*WHAT YOU ARE ASKED TO DO*
Number of lines below with the word "mean": state it and write nothing more.

□ □ □

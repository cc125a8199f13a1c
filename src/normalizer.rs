//! Metric normalization
//!
//! This module converts heterogeneous raw inputs into one [`MetricSample`] per
//! calendar day:
//! - Sleep hours and exercise minutes are summed, sleep quality averaged
//! - Step batches are summed
//! - Activity level is the highest sensed level, falling back to check-in activities
//! - Mood is the mean of the day's check-in scores
//!
//! Days without any data are left out rather than zero-filled, and missing
//! fields stay `None`.

use chrono::NaiveDate;
use std::collections::BTreeMap;

use crate::error::{Result, WellbeingError};
use crate::schema::HealthRecord;
use crate::types::{ActivityLevel, CheckIn, MetricSample};

/// Normalizer for building per-day metric samples
pub struct MetricNormalizer;

impl MetricNormalizer {
    /// Normalize raw records and check-ins within `[start, end]` (inclusive).
    ///
    /// Fails with `InsufficientData` if no day in the range carries data, and
    /// with `InvalidInput` if any in-range record is malformed.
    pub fn normalize(
        user_id: &str,
        start: NaiveDate,
        end: NaiveDate,
        records: &[HealthRecord],
        check_ins: &[CheckIn],
    ) -> Result<Vec<MetricSample>> {
        let in_range = |date: NaiveDate| date >= start && date <= end;
        let mut by_date: BTreeMap<NaiveDate, DayAccumulator> = BTreeMap::new();

        for record in records {
            let date = record.date();
            if !in_range(date) {
                continue;
            }
            record.validate()?;
            by_date.entry(date).or_default().add_record(record);
        }

        for check_in in check_ins {
            let date = check_in.timestamp.date_naive();
            if !in_range(date) {
                continue;
            }
            by_date.entry(date).or_default().add_check_in(check_in);
        }

        let samples: Vec<MetricSample> = by_date
            .into_iter()
            .map(|(date, acc)| acc.into_sample(user_id, date))
            .filter(MetricSample::has_data)
            .collect();

        if samples.is_empty() {
            return Err(WellbeingError::InsufficientData(format!(
                "no data for {} between {} and {}",
                user_id, start, end
            )));
        }

        Ok(samples)
    }
}

// Overlapping records (e.g. from two sources) cannot add up past a full day
const HOURS_PER_DAY: f64 = 24.0;
const MINUTES_PER_DAY: f64 = 1440.0;

/// Accumulator for aggregating records into a single day
#[derive(Default)]
struct DayAccumulator {
    sleep_hours: Option<f64>,
    sleep_qualities: Vec<f64>,
    steps: Option<u32>,
    sensed_level: Option<ActivityLevel>,
    reported_level: Option<ActivityLevel>,
    exercise_minutes: Option<f64>,
    mood_scores: Vec<f64>,
}

impl DayAccumulator {
    fn add_record(&mut self, record: &HealthRecord) {
        match record {
            HealthRecord::Sleep(sleep) => {
                if let Some(hours) = sleep.duration_hours() {
                    *self.sleep_hours.get_or_insert(0.0) += hours;
                }
                if let Some(quality) = sleep.quality {
                    self.sleep_qualities.push(quality);
                }
            }
            HealthRecord::Activity(activity) => {
                self.sensed_level = self.sensed_level.max(Some(activity.level));
            }
            HealthRecord::Exercise(exercise) => {
                *self.exercise_minutes.get_or_insert(0.0) += exercise.duration_minutes;
            }
            HealthRecord::Steps(steps) => {
                let total = self.steps.get_or_insert(0);
                *total = total.saturating_add(steps.count);
            }
        }
    }

    fn add_check_in(&mut self, check_in: &CheckIn) {
        self.mood_scores.push(f64::from(check_in.mood.score));
        for activity in &check_in.activities {
            self.reported_level = self.reported_level.max(Some(activity.level));
        }
    }

    fn into_sample(self, user_id: &str, date: NaiveDate) -> MetricSample {
        MetricSample {
            user_id: user_id.to_string(),
            date,
            sleep_hours: self.sleep_hours.map(|h| h.min(HOURS_PER_DAY)),
            sleep_quality: mean(&self.sleep_qualities),
            steps_per_day: self.steps,
            activity_level: self.sensed_level.or(self.reported_level),
            exercise_minutes: self.exercise_minutes.map(|m| m.min(MINUTES_PER_DAY)),
            mood_score: mean(&self.mood_scores),
        }
    }
}

fn mean(values: &[f64]) -> Option<f64> {
    if values.is_empty() {
        return None;
    }
    Some(values.iter().sum::<f64>() / values.len() as f64)
}

#[cfg(test)]
mod tests {
    use super::*;
    use crate::schema::{ActivityRecord, ExerciseSession, SleepRecord, StepRecord};
    use crate::types::{ActivityEntry, Mood};
    use chrono::{TimeZone, Utc};
    use uuid::Uuid;

    fn day(d: u32) -> NaiveDate {
        NaiveDate::from_ymd_opt(2024, 1, d).unwrap()
    }

    fn check_in(d: u32, hour: u32, score: u8, activities: Vec<ActivityEntry>) -> CheckIn {
        CheckIn {
            id: Uuid::new_v4(),
            user_id: "u1".to_string(),
            timestamp: Utc.with_ymd_and_hms(2024, 1, d, hour, 0, 0).unwrap(),
            mood: Mood {
                score,
                label: "x".to_string(),
                description: None,
            },
            activities,
            notes: None,
        }
    }

    #[test]
    fn test_aggregates_one_day() {
        let records = vec![
            HealthRecord::Sleep(SleepRecord {
                date: day(10),
                hours: Some(6.0),
                start_time: None,
                end_time: None,
                quality: Some(0.6),
            }),
            HealthRecord::Sleep(SleepRecord {
                date: day(10),
                hours: Some(1.0),
                start_time: None,
                end_time: None,
                quality: Some(0.8),
            }),
            HealthRecord::Steps(StepRecord { date: day(10), count: 4000 }),
            HealthRecord::Steps(StepRecord { date: day(10), count: 2500 }),
            HealthRecord::Activity(ActivityRecord {
                date: day(10),
                level: ActivityLevel::Low,
            }),
            HealthRecord::Activity(ActivityRecord {
                date: day(10),
                level: ActivityLevel::High,
            }),
            HealthRecord::Exercise(ExerciseSession {
                date: day(10),
                kind: Some("yoga".to_string()),
                duration_minutes: 20.0,
            }),
        ];
        let check_ins = vec![check_in(10, 8, 4, vec![]), check_in(10, 20, 2, vec![])];

        let samples =
            MetricNormalizer::normalize("u1", day(1), day(31), &records, &check_ins).unwrap();

        assert_eq!(samples.len(), 1);
        let sample = &samples[0];
        assert_eq!(sample.sleep_hours, Some(7.0));
        assert!((sample.sleep_quality.unwrap() - 0.7).abs() < 1e-9);
        assert_eq!(sample.steps_per_day, Some(6500));
        assert_eq!(sample.activity_level, Some(ActivityLevel::High));
        assert_eq!(sample.exercise_minutes, Some(20.0));
        assert_eq!(sample.mood_score, Some(3.0));
    }

    #[test]
    fn test_gaps_are_not_zero_filled() {
        let records = vec![
            HealthRecord::Steps(StepRecord { date: day(10), count: 100 }),
            HealthRecord::Steps(StepRecord { date: day(13), count: 200 }),
        ];

        let samples = MetricNormalizer::normalize("u1", day(10), day(13), &records, &[]).unwrap();

        let dates: Vec<NaiveDate> = samples.iter().map(|s| s.date).collect();
        assert_eq!(dates, vec![day(10), day(13)]);
        // Missing fields stay undefined
        assert_eq!(samples[0].sleep_hours, None);
        assert_eq!(samples[0].mood_score, None);
    }

    #[test]
    fn test_zero_steps_is_data() {
        let records = vec![HealthRecord::Steps(StepRecord { date: day(10), count: 0 })];
        let samples = MetricNormalizer::normalize("u1", day(10), day(10), &records, &[]).unwrap();
        assert_eq!(samples[0].steps_per_day, Some(0));
    }

    #[test]
    fn test_reported_activity_fallback() {
        let check_ins = vec![check_in(
            12,
            9,
            3,
            vec![ActivityEntry {
                activity_type: "walk".to_string(),
                level: ActivityLevel::Moderate,
            }],
        )];
        let samples = MetricNormalizer::normalize("u1", day(1), day(31), &[], &check_ins).unwrap();
        assert_eq!(samples[0].activity_level, Some(ActivityLevel::Moderate));
    }

    #[test]
    fn test_out_of_range_only_is_insufficient() {
        let records = vec![HealthRecord::Steps(StepRecord { date: day(2), count: 100 })];
        let err = MetricNormalizer::normalize("u1", day(10), day(20), &records, &[]).unwrap_err();
        assert!(matches!(err, WellbeingError::InsufficientData(_)));
    }

    #[test]
    fn test_malformed_record_rejected() {
        let records = vec![HealthRecord::Exercise(ExerciseSession {
            date: day(10),
            kind: None,
            duration_minutes: -5.0,
        })];
        let err = MetricNormalizer::normalize("u1", day(10), day(20), &records, &[]).unwrap_err();
        assert!(matches!(err, WellbeingError::InvalidInput(_)));
    }

    #[test]
    fn test_daily_totals_capped_at_one_day() {
        let segment = |hours: f64| {
            HealthRecord::Sleep(SleepRecord {
                date: day(10),
                hours: Some(hours),
                start_time: None,
                end_time: None,
                quality: None,
            })
        };
        let workout = HealthRecord::Exercise(ExerciseSession {
            date: day(10),
            duration_minutes: 1000.0,
            kind: None,
        });
        let records = vec![segment(20.0), segment(20.0), workout.clone(), workout];

        let samples = MetricNormalizer::normalize("u1", day(10), day(10), &records, &[]).unwrap();

        assert_eq!(samples[0].sleep_hours, Some(24.0));
        assert_eq!(samples[0].exercise_minutes, Some(1440.0));
    }
}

□ □ □

*OUTPUT OF THE TASK*
4